SOCORRO MEU DEUS!
Ana Zélia
Meu Deus, até quando me quereis testar, já estou ficando sem forças para lutar.
Sabes que sou casada com um alcoólatra, que só deseja assassinar-me.
Prejudica meus filhos a toda hora. Pobres crianças.
Hoje Senhor, tenciono sair amanhã e não retornar. Tomar outro rumo antes que seja tarde.
Mas ele me perseguirá como a meus filhos. O que fazer Senhor?
Ajuda-me a resistir um pouco mais, acho que não vou suportar mais tanta humilhação.
Hoje ao sair para a casa dos meus, ele bêbado ficou na porta da rua a chamar-me de vagabunda, para todos ouvirem, que ia me formar advogada, mas ele ia cortar meus passos.
Como?

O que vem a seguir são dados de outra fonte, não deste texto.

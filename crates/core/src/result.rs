use serde::{Deserialize, Serialize};
use std::path::{Path, PathBuf};
use thiserror::Error;

pub const NO_EXIF_DATE: &str = "No EXIF date";

/// Outcome for one processed file. Skipped and Error leave the file untouched.
#[derive(Debug, Clone, PartialEq, Eq, Serialize, Deserialize)]
#[serde(tag = "status", rename_all = "snake_case")]
pub enum RenameResult {
    Success { original: PathBuf, new_name: String },
    Skipped { original: PathBuf, reason: String },
    Error { original: PathBuf, reason: String },
}

impl RenameResult {
    pub fn success(original: &Path, target: &Path) -> Self {
        Self::Success {
            original: original.to_path_buf(),
            new_name: file_name(target),
        }
    }

    pub fn skipped(original: &Path, reason: impl Into<String>) -> Self {
        Self::Skipped {
            original: original.to_path_buf(),
            reason: reason.into(),
        }
    }

    pub fn error(original: &Path, err: &RenameError) -> Self {
        Self::Error {
            original: original.to_path_buf(),
            reason: err.reason(),
        }
    }

    pub fn original(&self) -> &Path {
        match self {
            Self::Success { original, .. }
            | Self::Skipped { original, .. }
            | Self::Error { original, .. } => original,
        }
    }

    pub fn log_line(&self) -> String {
        let original = file_name(self.original());
        match self {
            Self::Success { new_name, .. } => format!("RENAMED {original} → {new_name}"),
            Self::Skipped { reason, .. } => format!("SKIP    {original} ({reason})"),
            Self::Error { reason, .. } => format!("ERROR   {original} ({reason})"),
        }
    }
}

fn file_name(path: &Path) -> String {
    path.file_name()
        .map(|v| v.to_string_lossy().to_string())
        .unwrap_or_else(|| path.display().to_string())
}

#[derive(Debug, Clone, Copy, Default, PartialEq, Eq, Serialize, Deserialize)]
pub struct RenameSummary {
    pub renamed: usize,
    pub skipped: usize,
    pub errors: usize,
}

impl RenameSummary {
    pub fn record(&mut self, result: &RenameResult) {
        match result {
            RenameResult::Success { .. } => self.renamed += 1,
            RenameResult::Skipped { .. } => self.skipped += 1,
            RenameResult::Error { .. } => self.errors += 1,
        }
    }

    pub fn total(&self) -> usize {
        self.renamed + self.skipped + self.errors
    }
}

/// Per-file failure. Never aborts the batch; it is reported as
/// [`RenameResult::Error`] with [`RenameError::reason`].
#[derive(Debug, Error)]
pub enum RenameError {
    #[error("cannot move {} to {}: {source}", from.display(), to.display())]
    Move {
        from: PathBuf,
        to: PathBuf,
        #[source]
        source: std::io::Error,
    },
    #[error("{} has no parent directory", .0.display())]
    NoParent(PathBuf),
    #[error("{0}")]
    Panicked(String),
    #[error("worker pool shut down before the file was processed")]
    Cancelled,
}

impl RenameError {
    pub fn category(&self) -> &'static str {
        match self {
            Self::Move { .. } => "IoError",
            Self::NoParent(_) => "InvalidPath",
            Self::Panicked(_) => "Panic",
            Self::Cancelled => "Cancelled",
        }
    }

    pub fn reason(&self) -> String {
        format!("{}: {}", self.category(), self)
    }
}

/// Receives progress for one run. `on_progress` is called in completion order,
/// always from the thread that started the run.
pub trait ProgressListener {
    fn on_start(&mut self, total: usize);
    fn on_progress(&mut self, result: RenameResult);
    fn on_complete(&mut self, renamed: usize, skipped: usize, errors: usize);
}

Em que sentido. Só matando-me e é o fará breve.
Tenho certeza disto. É um patife, tenho medo por meus filhos.
Ajuda-me Senhor, prometi me formar primeiro para poder deixá-lo, mas vejo que não chegarei a isto. Pena meu Deus porque o meu maior sonho era ser advogada, dar condições de vida melhor a meus filhos, mas vejo o fim aproximando. A quem falar? Contar? Pedir ajuda? Vejo porque muitas mulheres vêem a morte chegar e continuam com os maridos.
Por que se contarem a alguém, ninguém acredita ninguém ajuda, já pensei falar a algum professor. São tão importantes será que darão crédito?

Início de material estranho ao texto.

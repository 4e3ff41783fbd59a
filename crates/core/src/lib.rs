mod collision;
mod config;
mod crop_factor;
mod discovery;
mod exif_reader;
mod formatter;
mod metadata;
mod renamer;
mod result;
mod sanitize;
mod tags;

pub use collision::{find_unique_target_path, ClaimTable};
pub use config::{
    app_paths, load_config, load_config_from, save_config, save_config_to, AppConfig, AppPaths,
    CropFactorOverride,
};
pub use crop_factor::{CropFactorError, CropFactorRule, CropFactorTable};
pub use discovery::{collect_files, is_supported_image, SUPPORTED_EXTENSIONS};
pub use exif_reader::{read_exif_tags, tags_from_exif, ExifReader};
pub use formatter::{
    file_extension, format_aperture, format_base_name, format_focal_length, format_iso,
    format_shutter_speed,
};
pub use metadata::{
    extract_capture_timestamp, extract_descriptive_fields, normalize, resolve_focal_length,
    MetadataFields,
};
pub use renamer::{default_workers, FileProcessor, RenameConfig, Renamer};
pub use result::{ProgressListener, RenameError, RenameResult, RenameSummary, NO_EXIF_DATE};
pub use sanitize::sanitize;
pub use tags::{Block, MetadataReader, TagDirectory, TagEntry, TagKey, TagSet};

Veja Senhor, ser mulher de um alcoólatra, que só bebe para fazer o mal, é triste.
Não tenho amigos em quem confiar. Só em vós, não deixe meus filhos casarem e terem a sorte que tenho, livra-os de mãos assassinas e covardes, desastres, tudo.
Dá pensar de homem de vergonha a meu filho homem.
Proteja minhas filhas também. Ajuda-me meu Deus! Ajuda-me.
A minha vida está insuportável, não vejo mais nada, as lágrimas não me deixam continuar.
Sou tão infeliz.
Pobre futura advogada.
Manaus, 14.03.1976 (Ana Zélia)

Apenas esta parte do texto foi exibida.